=== Exercise brief ===
In the data below, the answer is the run of lines from the line containing "use super::*;" through the line containing "assert!(!GazeSample::new(f64::NAN, 0.0, 0).is_well_formed());", both included; print it exactly and nothing else.

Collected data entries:
──────

//! CLI smoke tests: verify basic binary behavior.

use std::io::Write;
use std::process::{Command, Stdio};

fn cli_bin() -> Command {
    let mut cmd = Command::new(env!("CARGO_BIN_EXE_focustuin"));
    cmd.arg("--config")
        .arg("/tmp/nonexistent_focustuin_config_12345.toml")
        .env_remove("FOCUSTUIN_PRESET")
        .env_remove("FOCUSTUIN_LIVES")
        .env_remove("FOCUSTUIN_CALIBRATION_CACHE")
        .env("RUST_LOG", "warn");
    cmd
}

/// Center of the default 1920x1080 viewport, `dx` px to the right.
fn gaze_lines(dx: f64, count: usize, delay_ms: u64) -> String {
    (0..count)
        .map(|_| {
            format!(
                "{{\"x\": {}, \"y\": 540, \"delay_ms\": {}}}\n",
                960.0 + dx,
                delay_ms
            )
        })
        .collect()
}

#[test]
fn test_help_flag() {
    let output = cli_bin().arg("--help").output().expect("failed to run");
    assert!(output.status.success());
    let stdout = String::from_utf8_lossy(&output.stdout);
    assert!(
        stdout.contains("Usage"),
        "Expected usage info in --help output"
    );
    assert!(stdout.contains("--script"));
}

#[test]
fn test_version_flag() {
    let output = cli_bin().arg("--version").output().expect("failed to run");
    assert!(output.status.success());
    let stdout = String::from_utf8_lossy(&output.stdout);
    assert!(
        stdout.contains("focustuin"),
        "Expected crate name in --version output"
    );
}

#[test]
fn test_unknown_preset_fails() {
    let output = cli_bin()
        .args(["--preset", "gentle", "--duration", "1"])
        .output()
        .expect("failed to run");
    assert!(!output.status.success());
}

#[test]
fn test_scripted_focus_is_reported() {
    let dir = tempfile::tempdir().unwrap();
    let path = dir.path().join("focus.jsonl");
    std::fs::write(&path, gaze_lines(0.0, 12, 50)).unwrap();

    let output = cli_bin()
        .arg("--script")
        .arg(&path)
        .args(["--seed", "1", "--duration", "10"])
        .output()
        .expect("failed to run");
    assert!(output.status.success());

    let stdout = String::from_utf8_lossy(&output.stdout);
    assert!(stdout.contains("\"event\":\"focus_entered\""), "{}", stdout);
    assert!(stdout.contains("\"event\":\"session_stopped\""));
    // Position updates only with --positions
    assert!(!stdout.contains("position_updated"));
}

#[test]
fn test_stdin_script_until_death() {
    let mut script = gaze_lines(0.0, 10, 50);
    script.push_str("not a gaze sample\n");
    script.push_str(&gaze_lines(300.0, 10, 50));
    script.push_str(&gaze_lines(0.0, 10, 50));

    let mut child = cli_bin()
        .args(["--script", "-", "--lives", "1", "--seed", "2", "--duration", "10"])
        .stdin(Stdio::piped())
        .stdout(Stdio::piped())
        .stderr(Stdio::piped())
        .spawn()
        .expect("failed to run");
    child
        .stdin
        .take()
        .unwrap()
        .write_all(script.as_bytes())
        .unwrap();
    let output = child.wait_with_output().unwrap();
    assert!(output.status.success());

    let stdout = String::from_utf8_lossy(&output.stdout);
    let events: Vec<serde_json::Value> = stdout
        .lines()
        .map(|line| serde_json::from_str(line).unwrap())
        .collect();
    let names: Vec<&str> = events
        .iter()
        .filter_map(|e| e["event"].as_str())
        .collect();
    assert_eq!(names.iter().filter(|n| **n == "focus_entered").count(), 1);
    assert!(names.contains(&"life_lost"));
    assert!(names.contains(&"user_dead"));
    assert_eq!(names.last(), Some(&"session_stopped"));
}

#[test]
fn test_calibrate_writes_cache() {
    let dir = tempfile::tempdir().unwrap();
    let cache = dir.path().join("calibration.json");
    let script = dir.path().join("empty.jsonl");
    std::fs::write(&script, "").unwrap();

    let output = cli_bin()
        .env("FOCUSTUIN_CALIBRATION_CACHE", &cache)
        .args(["--calibrate", "5", "-5", "--calibration-accuracy", "12.5"])
        .arg("--script")
        .arg(&script)
        .args(["--duration", "1"])
        .output()
        .expect("failed to run");
    assert!(output.status.success());

    let stored: serde_json::Value =
        serde_json::from_str(&std::fs::read_to_string(&cache).unwrap()).unwrap();
    assert_eq!(stored["offset_x"], 5.0);
    assert_eq!(stored["offset_y"], -5.0);
    assert_eq!(stored["accuracy_px"], 12.5);
    assert_eq!(stored["screen_width"], 1920.0);
}

#[test]
fn test_calibrate_without_cache_path_fails() {
    let output = cli_bin()
        .args(["--calibrate", "5", "5", "--duration", "1"])
        .output()
        .expect("failed to run");
    assert!(!output.status.success());
}
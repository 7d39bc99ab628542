//! # Focus Tuin Distraction
//!
//! Decides when the visitor gets interrupted, and how hard.
//!
//! - [`DistractionScheduler`]: interval computation, popup gating and firing,
//!   interaction tracking and the surveillance counters
//! - [`BalanceMonitor`]: periodic overwhelm check with temporary dampening
//!   and optional adaptive retuning
//! - [`PerformanceMetrics`]: rolling windows both of the above read from
//!
//! Nothing in this crate owns a timer. The session runtime calls in with the
//! current session time and schedules whatever delay comes back.

mod balance;
mod metrics;
mod popup;
mod scheduler;

pub use balance::{auto_adjust, check_overwhelm, BalanceMonitor, BalanceReport, DampeningPulse};
pub use metrics::{
    Interaction, InteractionKind, Performance, PerformanceMetrics, MAX_FOCUS_HISTORY,
    MAX_INTERACTION_HISTORY, RECENT_EVENT_HORIZON_MS,
};
pub use popup::{PopupCatalogue, PopupReply, PSEUDO_CONTROL_LABELS};
pub use scheduler::{
    BlockReason, DistractionScheduler, InteractionOutcome, IntervalPlan, PopupDecision,
    SurveillanceReading, ABSOLUTE_MIN_POPUP_INTERVAL_MS, MAX_INTENSITY, MIN_INTENSITY,
};
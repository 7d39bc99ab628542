//! # Focus Tuin Session
//!
//! The live session: one [`SessionCoordinator`] holding every stateful
//! component behind a single lock, driven by incoming gaze samples and by
//! four cancellable timer loops (popups, balance, surveillance, focus stats).
//!
//! Each sample is processed to completion (smoothing → focus → lives →
//! scheduler) and its events published before anything else may touch the
//! session. Restart, stop and death abort every pending timer; timers that
//! were already past their abort point find a newer generation and do nothing.

mod coordinator;
mod runtime;
mod tasks;

pub use coordinator::{BalanceOutcome, SessionCoordinator, SessionPhase};
pub use runtime::Session;
pub use tasks::TaskSet;
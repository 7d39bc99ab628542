//! Debounced focus/unfocus state machine.
//!
//! ```text
//!              d <= enter for >= stabilization
//!   Unfocused ─────────────────────────────────▶ Focused
//!       ▲                                           │
//!       └────────────────── d > exit ───────────────┘   (immediate)
//! ```
//!
//! `enter = R - hysteresis`, `exit = R + hysteresis`, where `R` is the
//! tolerance radius from [`FocusZoneConfig`]. Leaving the enter threshold
//! while stabilizing discards the dwell completely.

use focustuin_core::{FocusQuery, FocusTransition, FocusZoneConfig, SmoothedPosition, Viewport};
use serde::Serialize;
use tracing::{debug, trace};

#[derive(Debug, Clone, Copy, PartialEq, Eq, Serialize)]
#[serde(rename_all = "snake_case")]
pub enum FocusPhase {
    Unfocused,
    Focused,
}

/// Outcome of one evaluation.
#[derive(Debug, Clone, Copy, PartialEq)]
pub struct FocusEvaluation {
    /// Present only when the phase actually changed.
    pub transition: Option<FocusTransition>,
    pub focused: bool,
    pub distance: f64,
    /// The threshold that applied to this evaluation.
    pub threshold: f64,
}

impl FocusEvaluation {
    pub fn transitioned(&self) -> bool {
        self.transition.is_some()
    }
}

#[derive(Debug, Clone)]
pub struct FocusStateMachine {
    config: FocusZoneConfig,
    viewport: Viewport,
    phase: FocusPhase,
    /// Set while unfocused and inside the enter threshold.
    entering_since: Option<u64>,
    /// Start of the ongoing streak.
    streak_started_at: Option<u64>,
    last_focus_started_at: Option<u64>,
    /// Sum of completed streaks.
    completed_focus_ms: u64,
    last_streak_ms: u64,
}

impl FocusStateMachine {
    pub fn new(config: FocusZoneConfig, viewport: Viewport) -> Self {
        Self {
            config,
            viewport,
            phase: FocusPhase::Unfocused,
            entering_since: None,
            streak_started_at: None,
            last_focus_started_at: None,
            completed_focus_ms: 0,
            last_streak_ms: 0,
        }
    }

    pub fn evaluate(&mut self, position: &SmoothedPosition, now: u64) -> FocusEvaluation {
        let distance = self.viewport.distance_from_center(position);

        match self.phase {
            FocusPhase::Unfocused => {
                let threshold = self.config.enter_threshold();
                let mut transition = None;

                if distance <= threshold {
                    let since = *self.entering_since.get_or_insert(now);
                    if now.saturating_sub(since) >= self.config.stabilization_delay_ms {
                        self.phase = FocusPhase::Focused;
                        self.entering_since = None;
                        self.streak_started_at = Some(now);
                        self.last_focus_started_at = Some(now);
                        debug!(
                            "Focus entered: distance={:.1}px <= {:.1}px after {}ms",
                            distance,
                            threshold,
                            now.saturating_sub(since)
                        );
                        transition = Some(self.transition(true, position, distance, now));
                    }
                } else if self.entering_since.take().is_some() {
                    trace!(
                        "Stabilization reset: distance={:.1}px > {:.1}px",
                        distance,
                        threshold
                    );
                }

                FocusEvaluation {
                    transition,
                    focused: self.phase == FocusPhase::Focused,
                    distance,
                    threshold,
                }
            }
            FocusPhase::Focused => {
                let threshold = self.config.exit_threshold();
                let mut transition = None;

                if distance > threshold {
                    self.phase = FocusPhase::Unfocused;
                    self.entering_since = None;
                    if let Some(start) = self.streak_started_at.take() {
                        self.last_streak_ms = now.saturating_sub(start);
                        self.completed_focus_ms += self.last_streak_ms;
                    }
                    debug!(
                        "Focus lost: distance={:.1}px > {:.1}px",
                        distance, threshold
                    );
                    transition = Some(self.transition(false, position, distance, now));
                }

                FocusEvaluation {
                    transition,
                    focused: self.phase == FocusPhase::Focused,
                    distance,
                    threshold,
                }
            }
        }
    }

    fn transition(
        &self,
        focused: bool,
        position: &SmoothedPosition,
        distance: f64,
        now: u64,
    ) -> FocusTransition {
        FocusTransition {
            focused,
            position: *position,
            distance,
            accuracy: self.accuracy(distance),
            timestamp: now,
        }
    }

    /// `max(0, 1 - distance / accuracy_reference_px)`.
    pub fn accuracy(&self, distance: f64) -> f64 {
        if self.config.accuracy_reference_px <= 0.0 {
            return 0.0;
        }
        (1.0 - distance / self.config.accuracy_reference_px).max(0.0)
    }

    pub fn phase(&self) -> FocusPhase {
        self.phase
    }

    pub fn entering_since(&self) -> Option<u64> {
        self.entering_since
    }

    /// Length of the most recently completed streak.
    pub fn last_streak_ms(&self) -> u64 {
        self.last_streak_ms
    }

    pub fn config(&self) -> &FocusZoneConfig {
        &self.config
    }

    pub fn set_viewport(&mut self, viewport: Viewport) {
        self.viewport = viewport;
    }

    /// Back to the initial state; accumulated focus time is discarded.
    pub fn reset(&mut self) {
        self.phase = FocusPhase::Unfocused;
        self.entering_since = None;
        self.streak_started_at = None;
        self.last_focus_started_at = None;
        self.completed_focus_ms = 0;
        self.last_streak_ms = 0;
    }
}

impl FocusQuery for FocusStateMachine {
    fn is_focused(&self) -> bool {
        self.phase == FocusPhase::Focused
    }

    fn last_focus_started_at(&self) -> Option<u64> {
        self.last_focus_started_at
    }

    fn current_focus_duration_ms(&self, now_ms: u64) -> u64 {
        self.streak_started_at
            .map(|start| now_ms.saturating_sub(start))
            .unwrap_or(0)
    }

    fn total_focus_ms(&self, now_ms: u64) -> u64 {
        self.completed_focus_ms + self.current_focus_duration_ms(now_ms)
    }
}
//! # Focus Tuin Gaze
//!
//! The fast half of the installation: turns noisy gaze estimates into a
//! stable focus signal and charges a life for every lost focus.
//!
//! ## Pipeline
//!
//! 1. [`GazeAggregator`] clamps each sample into the viewport and keeps a
//!    confidence-weighted trailing window (default 300ms)
//! 2. [`FocusStateMachine`] applies asymmetric enter/exit thresholds and a
//!    stabilization dwell before confirming focus; exit is immediate
//! 3. [`LifeTracker`] decrements the life counter on every focus exit
//!
//! The last calibration offset can be cached on disk with [`CalibrationCache`].

mod aggregator;
mod calibration;
mod focus;
mod lives;

pub use aggregator::GazeAggregator;
pub use calibration::{CalibrationCache, CalibrationError, CalibrationRecord};
pub use focus::{FocusEvaluation, FocusPhase, FocusStateMachine};
pub use lives::{LifeEvent, LifeTracker, LivesCounter};
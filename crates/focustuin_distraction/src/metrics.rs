//! Rolling performance windows.

use focustuin_core::PopupCategory;
use serde::Serialize;
use std::collections::VecDeque;

/// Completed focus streaks kept for the average.
pub const MAX_FOCUS_HISTORY: usize = 20;
pub const MAX_INTERACTION_HISTORY: usize = 30;
/// Age after which an event no longer counts toward density.
pub const RECENT_EVENT_HORIZON_MS: u64 = 60_000;

#[derive(Debug, Clone, PartialEq, Serialize)]
#[serde(tag = "kind", rename_all = "snake_case")]
pub enum InteractionKind {
    /// Click on a popup body.
    PopupClick { category: PopupCategory },
    /// Click on one of the fake "take back control" buttons.
    PseudoControl { label: String },
}

#[derive(Debug, Clone, PartialEq, Serialize)]
pub struct Interaction {
    pub kind: InteractionKind,
    pub timestamp: u64,
}

/// Running focus quality against the level it is judged by.
#[derive(Debug, Clone, Copy, PartialEq, Serialize)]
pub struct Performance {
    pub current: f64,
    pub baseline: f64,
}

impl Default for Performance {
    fn default() -> Self {
        Self {
            current: 1.0,
            baseline: 1.0,
        }
    }
}

#[derive(Debug, Clone, Default)]
pub struct PerformanceMetrics {
    /// Timestamps of popups fired and interactions made.
    recent_events: VecDeque<u64>,
    /// Completed streak lengths in seconds.
    focus_history: VecDeque<f64>,
    /// Focus intensity samples in `[0, 1]`.
    focus_quality: VecDeque<f64>,
    interaction_history: VecDeque<Interaction>,
    performance: Performance,
}

impl PerformanceMetrics {
    pub fn new() -> Self {
        Self::default()
    }

    pub fn record_event(&mut self, now: u64) {
        self.recent_events.push_back(now);
        self.prune(now);
    }

    /// Drop events older than [`RECENT_EVENT_HORIZON_MS`].
    pub fn prune(&mut self, now: u64) {
        self.recent_events
            .retain(|ts| now.saturating_sub(*ts) < RECENT_EVENT_HORIZON_MS);
    }

    /// Events still inside the horizon as of the last prune.
    pub fn recent_event_count(&self) -> usize {
        self.recent_events.len()
    }

    pub fn record_focus_streak(&mut self, seconds: f64) {
        push_bounded(&mut self.focus_history, seconds, MAX_FOCUS_HISTORY);
    }

    /// Feed one intensity sample; `performance.current` tracks their mean.
    pub fn record_focus_quality(&mut self, intensity: f64) {
        push_bounded(
            &mut self.focus_quality,
            intensity.clamp(0.0, 1.0),
            MAX_FOCUS_HISTORY,
        );
        self.performance.current =
            self.focus_quality.iter().sum::<f64>() / self.focus_quality.len() as f64;
    }

    pub fn record_interaction(&mut self, kind: InteractionKind, now: u64) {
        push_bounded(
            &mut self.interaction_history,
            Interaction {
                kind,
                timestamp: now,
            },
            MAX_INTERACTION_HISTORY,
        );
        self.record_event(now);
    }

    /// Mean completed streak in seconds, `None` before the first one.
    pub fn average_focus_seconds(&self) -> Option<f64> {
        if self.focus_history.is_empty() {
            return None;
        }
        Some(self.focus_history.iter().sum::<f64>() / self.focus_history.len() as f64)
    }

    pub fn focus_history(&self) -> impl Iterator<Item = &f64> {
        self.focus_history.iter()
    }

    pub fn interaction_count(&self) -> usize {
        self.interaction_history.len()
    }

    pub fn interactions(&self) -> impl Iterator<Item = &Interaction> {
        self.interaction_history.iter()
    }

    pub fn performance(&self) -> Performance {
        self.performance
    }

    pub fn reset(&mut self) {
        *self = Self::default();
    }
}

fn push_bounded<T>(buf: &mut VecDeque<T>, value: T, cap: usize) {
    buf.push_back(value);
    while buf.len() > cap {
        buf.pop_front();
    }
}
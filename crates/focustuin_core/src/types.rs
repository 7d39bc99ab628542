//! Gaze geometry shared by every stage of the pipeline.

use serde::{Deserialize, Serialize};

/// A raw gaze estimate pushed by an external source (camera backend or
/// pointer fallback), in screen pixels.
#[derive(Debug, Clone, Copy, PartialEq, Serialize, Deserialize)]
pub struct GazeSample {
    pub x: f64,
    pub y: f64,
    /// Estimator confidence in `[0, 1]`. Missing or non-positive values weigh as 1.0.
    #[serde(default)]
    pub confidence: Option<f64>,
    /// Milliseconds on the session clock.
    pub timestamp: u64,
}

impl GazeSample {
    pub fn new(x: f64, y: f64, timestamp: u64) -> Self {
        Self {
            x,
            y,
            confidence: None,
            timestamp,
        }
    }

    pub fn with_confidence(mut self, confidence: f64) -> Self {
        self.confidence = Some(confidence);
        self
    }

    /// Both coordinates are real numbers. Sources emit NaN when the
    /// estimator loses the eyes; such samples must be dropped, not clamped.
    pub fn is_well_formed(&self) -> bool {
        self.x.is_finite() && self.y.is_finite()
    }

    /// Weight used by the smoothing window.
    pub fn weight(&self) -> f64 {
        match self.confidence {
            Some(c) if c.is_finite() && c > 0.0 => c.min(1.0),
            _ => 1.0,
        }
    }
}

/// Confidence-weighted average over the smoothing window.
#[derive(Debug, Clone, Copy, PartialEq, Serialize, Deserialize)]
pub struct SmoothedPosition {
    pub x: f64,
    pub y: f64,
    pub confidence: f64,
}

impl SmoothedPosition {
    pub fn new(x: f64, y: f64, confidence: f64) -> Self {
        Self { x, y, confidence }
    }

    /// Euclidean distance to an arbitrary point.
    pub fn distance_to(&self, x: f64, y: f64) -> f64 {
        (self.x - x).hypot(self.y - y)
    }
}

/// Screen dimensions in pixels. Re-read on every resize.
#[derive(Debug, Clone, Copy, PartialEq, Serialize, Deserialize)]
pub struct Viewport {
    pub width: f64,
    pub height: f64,
}

impl Default for Viewport {
    fn default() -> Self {
        Self {
            width: 1920.0,
            height: 1080.0,
        }
    }
}

impl Viewport {
    pub fn new(width: f64, height: f64) -> Self {
        Self {
            width: width.max(0.0),
            height: height.max(0.0),
        }
    }

    pub fn center(&self) -> (f64, f64) {
        (self.width / 2.0, self.height / 2.0)
    }

    /// Clamp a point into `[0, width] × [0, height]`.
    pub fn clamp(&self, x: f64, y: f64) -> (f64, f64) {
        (x.clamp(0.0, self.width), y.clamp(0.0, self.height))
    }

    pub fn distance_from_center(&self, position: &SmoothedPosition) -> f64 {
        let (cx, cy) = self.center();
        position.distance_to(cx, cy)
    }
}

/// A position expressed as percentages of the viewport (0–100 on each axis).
#[derive(Debug, Clone, Copy, PartialEq, Serialize, Deserialize)]
pub struct ScreenPercent {
    pub x: f64,
    pub y: f64,
}

#[cfg(test)]
mod tests {
    use super::*;

    #[test]
    fn test_weight_defaults_to_one() {
        let s = GazeSample::new(1.0, 2.0, 0);
        assert_eq!(s.weight(), 1.0);
        assert_eq!(s.with_confidence(0.0).weight(), 1.0);
        assert_eq!(s.with_confidence(f64::NAN).weight(), 1.0);
        assert!((s.with_confidence(0.4).weight() - 0.4).abs() < 1e-12);
        assert_eq!(s.with_confidence(3.0).weight(), 1.0);
    }

    #[test]
    fn test_malformed_sample_detected() {
        assert!(!GazeSample::new(f64::NAN, 0.0, 0).is_well_formed());
        assert!(!GazeSample::new(0.0, f64::INFINITY, 0).is_well_formed());
        assert!(GazeSample::new(-50.0, 5000.0, 0).is_well_formed());
    }

    #[test]
    fn test_viewport_clamp_and_center() {
        let vp = Viewport::new(800.0, 600.0);
        assert_eq!(vp.center(), (400.0, 300.0));
        assert_eq!(vp.clamp(-10.0, 700.0), (0.0, 600.0));
        assert_eq!(vp.clamp(100.0, 100.0), (100.0, 100.0));
    }

    #[test]
    fn test_sample_deserializes_without_confidence() {
        let s: GazeSample = serde_json::from_str(r#"{"x": 10.0, "y": 20.0, "timestamp": 5}"#).unwrap();
        assert_eq!(s.confidence, None);
        assert_eq!(s.timestamp, 5);
    }
}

──────

=== Result of the exercise ===
    use super::*;

    #[test]
    fn test_weight_defaults_to_one() {
        let s = GazeSample::new(1.0, 2.0, 0);
        assert_eq!(s.weight(), 1.0);
        assert_eq!(s.with_confidence(0.0).weight(), 1.0);
        assert_eq!(s.with_confidence(f64::NAN).weight(), 1.0);
        assert!((s.with_confidence(0.4).weight() - 0.4).abs() < 1e-12);
        assert_eq!(s.with_confidence(3.0).weight(), 1.0);
    }

    #[test]
    fn test_malformed_sample_detected() {
        assert!(!GazeSample::new(f64::NAN, 0.0, 0).is_well_formed());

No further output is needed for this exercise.